What to work on
Each record below has to be printed verbatim.
——————
//! Patient-record change events returned by `CLIENTS_CHANGE_LIST`

use serde::de::{MapAccess, Visitor};
use serde::{Deserialize, Deserializer, Serialize, Serializer};
use std::fmt;

/// One reported mutation of a patient record
///
/// The MIS sends each event as a flat set of named fields. Values are kept as
/// strings exactly as received, with surrounding whitespace trimmed, and
/// fields keep the order they had in the document. A repeated name keeps its
/// first position and takes the last value.
///
/// # Examples
///
/// ```
/// use mis_client::domain::ChangeRecord;
///
/// let record: ChangeRecord = [("CHANGEID", "17"), ("PCODE", "42")]
///     .into_iter()
///     .collect();
///
/// assert_eq!(record.change_id(), Some("17"));
/// assert_eq!(record.get("LASTNAME"), None);
/// ```
#[derive(Debug, Clone, Default, PartialEq, Eq)]
pub struct ChangeRecord(Vec<(String, String)>);

impl ChangeRecord {
    pub fn new() -> Self {
        Self::default()
    }

    /// Sets a field, trimming the value
    pub fn insert(&mut self, name: impl Into<String>, value: impl AsRef<str>) {
        let name = name.into();
        let value = value.as_ref().trim().to_string();
        match self.0.iter_mut().find(|(existing, _)| *existing == name) {
            Some((_, slot)) => *slot = value,
            None => self.0.push((name, value)),
        }
    }

    pub fn get(&self, name: &str) -> Option<&str> {
        self.0
            .iter()
            .find(|(existing, _)| existing == name)
            .map(|(_, value)| value.as_str())
    }

    pub fn len(&self) -> usize {
        self.0.len()
    }

    pub fn is_empty(&self) -> bool {
        self.0.is_empty()
    }

    /// Fields in document order
    pub fn fields(&self) -> impl Iterator<Item = (&str, &str)> {
        self.0.iter().map(|(k, v)| (k.as_str(), v.as_str()))
    }

    /// Sequence number of the change event (`CHANGEID`)
    pub fn change_id(&self) -> Option<&str> {
        self.get("CHANGEID")
    }

    /// Kind of change (`CHANGEOP`)
    pub fn operation(&self) -> Option<&str> {
        self.get("CHANGEOP")
    }

    /// MIS identifier of the affected patient (`PCODE`)
    pub fn patient_code(&self) -> Option<&str> {
        self.get("PCODE")
    }

    pub fn last_name(&self) -> Option<&str> {
        self.get("LASTNAME")
    }

    pub fn first_name(&self) -> Option<&str> {
        self.get("FIRSTNAME")
    }

    pub fn middle_name(&self) -> Option<&str> {
        self.get("MIDNAME")
    }

    pub fn phone(&self) -> Option<&str> {
        self.get("PPHONE")
    }
}

impl<K, V> FromIterator<(K, V)> for ChangeRecord
where
    K: Into<String>,
    V: AsRef<str>,
{
    fn from_iter<I: IntoIterator<Item = (K, V)>>(iter: I) -> Self {
        let mut record = ChangeRecord::new();
        for (name, value) in iter {
            record.insert(name, value);
        }
        record
    }
}

impl Serialize for ChangeRecord {
    fn serialize<S: Serializer>(&self, serializer: S) -> Result<S::Ok, S::Error> {
        serializer.collect_map(self.fields())
    }
}

impl<'de> Deserialize<'de> for ChangeRecord {
    fn deserialize<D: Deserializer<'de>>(deserializer: D) -> Result<Self, D::Error> {
        struct RecordVisitor;

        impl<'de> Visitor<'de> for RecordVisitor {
            type Value = ChangeRecord;

            fn expecting(&self, f: &mut fmt::Formatter<'_>) -> fmt::Result {
                f.write_str("a map of field names to string values")
            }

            fn visit_map<A: MapAccess<'de>>(self, mut map: A) -> Result<Self::Value, A::Error> {
                let mut record = ChangeRecord::new();
                while let Some((name, value)) = map.next_entry::<String, String>()? {
                    record.insert(name, value);
                }
                Ok(record)
            }
        }

        deserializer.deserialize_map(RecordVisitor)
    }
}

#[cfg(test)]
mod tests {
    use super::*;

    #[test]
    fn test_insert_trims_value() {
        let mut record = ChangeRecord::new();
        record.insert("LASTNAME", "  Ivanov \n");
        assert_eq!(record.last_name(), Some("Ivanov"));
    }

    #[test]
    fn test_accessors() {
        let record: ChangeRecord = [
            ("CHANGEID", "5"),
            ("CHANGEOP", "U"),
            ("PCODE", "1001"),
            ("PPHONE", "+7 999"),
        ]
        .into_iter()
        .collect();

        assert_eq!(record.len(), 4);
        assert_eq!(record.change_id(), Some("5"));
        assert_eq!(record.operation(), Some("U"));
        assert_eq!(record.patient_code(), Some("1001"));
        assert_eq!(record.phone(), Some("+7 999"));
        assert_eq!(record.middle_name(), None);
    }

    #[test]
    fn test_serializes_as_flat_map() {
        let record: ChangeRecord = [("PCODE", "1")].into_iter().collect();
        let json = serde_json::to_string(&record).unwrap();
        assert_eq!(json, r#"{"PCODE":"1"}"#);
    }

    #[test]
    fn test_fields_keep_document_order() {
        let record: ChangeRecord = [
            ("PCODE", "1001"),
            ("CHANGEID", "5"),
            ("LASTNAME", "Ivanov"),
            ("CHANGEOP", "U"),
        ]
        .into_iter()
        .collect();

        let names: Vec<&str> = record.fields().map(|(name, _)| name).collect();
        assert_eq!(names, ["PCODE", "CHANGEID", "LASTNAME", "CHANGEOP"]);

        let json = serde_json::to_string(&record).unwrap();
        assert_eq!(
            json,
            r#"{"PCODE":"1001","CHANGEID":"5","LASTNAME":"Ivanov","CHANGEOP":"U"}"#
        );
    }

    #[test]
    fn test_repeated_field_keeps_position_takes_last_value() {
        let mut record = ChangeRecord::new();
        record.insert("CHANGEID", "1");
        record.insert("PCODE", "10");
        record.insert("CHANGEID", " 2 ");

        assert_eq!(record.len(), 2);
        assert_eq!(record.change_id(), Some("2"));
        assert_eq!(record.fields().next(), Some(("CHANGEID", "2")));
    }

    #[test]
    fn test_deserializes_in_order() {
        let record: ChangeRecord =
            serde_json::from_str(r#"{"LASTNAME":" Petrov ","CHANGEID":"9"}"#).unwrap();
        let fields: Vec<(&str, &str)> = record.fields().collect();
        assert_eq!(fields, [("LASTNAME", "Petrov"), ("CHANGEID", "9")]);
    }
}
——————
Reply to the exercise
//! Patient-record change events returned by `CLIENTS_CHANGE_LIST`

use serde::de::{MapAccess, Visitor};
use serde::{Deserialize, Deserializer, Serialize, Serializer};
use std::fmt;

/// One reported mutation of a patient record
///
/// The MIS sends each event as a flat set of named fields. Values are kept as
/// strings exactly as received, with surrounding whitespace trimmed, and
/// fields keep the order they had in the document. A repeated name keeps its
/// first position and takes the last value.
///
/// # Examples
///
/// ```
/// use mis_client::domain::ChangeRecord;
///
/// let record: ChangeRecord = [("CHANGEID", "17"), ("PCODE", "42")]
///     .into_iter()
///     .collect();
///
/// assert_eq!(record.change_id(), Some("17"));
/// assert_eq!(record.get("LASTNAME"), None);
/// ```
#[derive(Debug, Clone, Default, PartialEq, Eq)]
pub struct ChangeRecord(Vec<(String, String)>);

impl ChangeRecord {
    pub fn new() -> Self {
        Self::default()
    }

    /// Sets a field, trimming the value
    pub fn insert(&mut self, name: impl Into<String>, value: impl AsRef<str>) {
        let name = name.into();
        let value = value.as_ref().trim().to_string();
        match self.0.iter_mut().find(|(existing, _)| *existing == name) {
            Some((_, slot)) => *slot = value,
            None => self.0.push((name, value)),
        }
    }

    pub fn get(&self, name: &str) -> Option<&str> {
        self.0
            .iter()
            .find(|(existing, _)| existing == name)
            .map(|(_, value)| value.as_str())
    }

    pub fn len(&self) -> usize {
        self.0.len()
    }

    pub fn is_empty(&self) -> bool {
        self.0.is_empty()
    }

    /// Fields in document order
    pub fn fields(&self) -> impl Iterator<Item = (&str, &str)> {
        self.0.iter().map(|(k, v)| (k.as_str(), v.as_str()))
    }

    /// Sequence number of the change event (`CHANGEID`)
    pub fn change_id(&self) -> Option<&str> {
        self.get("CHANGEID")
    }

    /// Kind of change (`CHANGEOP`)
    pub fn operation(&self) -> Option<&str> {
        self.get("CHANGEOP")
    }

    /// MIS identifier of the affected patient (`PCODE`)
    pub fn patient_code(&self) -> Option<&str> {
        self.get("PCODE")
    }

    pub fn last_name(&self) -> Option<&str> {
        self.get("LASTNAME")
    }

    pub fn first_name(&self) -> Option<&str> {
        self.get("FIRSTNAME")
    }

    pub fn middle_name(&self) -> Option<&str> {
        self.get("MIDNAME")
    }

    pub fn phone(&self) -> Option<&str> {
        self.get("PPHONE")
    }
}

impl<K, V> FromIterator<(K, V)> for ChangeRecord
where
    K: Into<String>,
    V: AsRef<str>,
{
    fn from_iter<I: IntoIterator<Item = (K, V)>>(iter: I) -> Self {
        let mut record = ChangeRecord::new();
        for (name, value) in iter {
            record.insert(name, value);
        }
        record
    }
}

impl Serialize for ChangeRecord {
    fn serialize<S: Serializer>(&self, serializer: S) -> Result<S::Ok, S::Error> {
        serializer.collect_map(self.fields())
    }
}

impl<'de> Deserialize<'de> for ChangeRecord {
    fn deserialize<D: Deserializer<'de>>(deserializer: D) -> Result<Self, D::Error> {
        struct RecordVisitor;

        impl<'de> Visitor<'de> for RecordVisitor {
            type Value = ChangeRecord;

            fn expecting(&self, f: &mut fmt::Formatter<'_>) -> fmt::Result {
                f.write_str("a map of field names to string values")
            }

            fn visit_map<A: MapAccess<'de>>(self, mut map: A) -> Result<Self::Value, A::Error> {
                let mut record = ChangeRecord::new();
                while let Some((name, value)) = map.next_entry::<String, String>()? {
                    record.insert(name, value);
                }
                Ok(record)
            }
        }

        deserializer.deserialize_map(RecordVisitor)
    }
}

#[cfg(test)]
mod tests {
    use super::*;

    #[test]
    fn test_insert_trims_value() {
        let mut record = ChangeRecord::new();
        record.insert("LASTNAME", "  Ivanov \n");
        assert_eq!(record.last_name(), Some("Ivanov"));
    }

    #[test]
    fn test_accessors() {
        let record: ChangeRecord = [
            ("CHANGEID", "5"),
            ("CHANGEOP", "U"),
            ("PCODE", "1001"),
            ("PPHONE", "+7 999"),
        ]
        .into_iter()
        .collect();

        assert_eq!(record.len(), 4);
        assert_eq!(record.change_id(), Some("5"));
        assert_eq!(record.operation(), Some("U"));
        assert_eq!(record.patient_code(), Some("1001"));
        assert_eq!(record.phone(), Some("+7 999"));
        assert_eq!(record.middle_name(), None);
    }

    #[test]
    fn test_serializes_as_flat_map() {
        let record: ChangeRecord = [("PCODE", "1")].into_iter().collect();
        let json = serde_json::to_string(&record).unwrap();
        assert_eq!(json, r#"{"PCODE":"1"}"#);
    }

    #[test]
    fn test_fields_keep_document_order() {
        let record: ChangeRecord = [
            ("PCODE", "1001"),
            ("CHANGEID", "5"),
            ("LASTNAME", "Ivanov"),
            ("CHANGEOP", "U"),
        ]
        .into_iter()
        .collect();

        let names: Vec<&str> = record.fields().map(|(name, _)| name).collect();
        assert_eq!(names, ["PCODE", "CHANGEID", "LASTNAME", "CHANGEOP"]);

        let json = serde_json::to_string(&record).unwrap();
        assert_eq!(
            json,
            r#"{"PCODE":"1001","CHANGEID":"5","LASTNAME":"Ivanov","CHANGEOP":"U"}"#
        );
    }

    #[test]
    fn test_repeated_field_keeps_position_takes_last_value() {
        let mut record = ChangeRecord::new();
        record.insert("CHANGEID", "1");
        record.insert("PCODE", "10");
        record.insert("CHANGEID", " 2 ");

        assert_eq!(record.len(), 2);
        assert_eq!(record.change_id(), Some("2"));
        assert_eq!(record.fields().next(), Some(("CHANGEID", "2")));
    }

    #[test]
    fn test_deserializes_in_order() {
        let record: ChangeRecord =
            serde_json::from_str(r#"{"LASTNAME":" Petrov ","CHANGEID":"9"}"#).unwrap();
        let fields: Vec<(&str, &str)> = record.fields().collect();
        assert_eq!(fields, [("LASTNAME", "Petrov"), ("CHANGEID", "9")]);
    }
}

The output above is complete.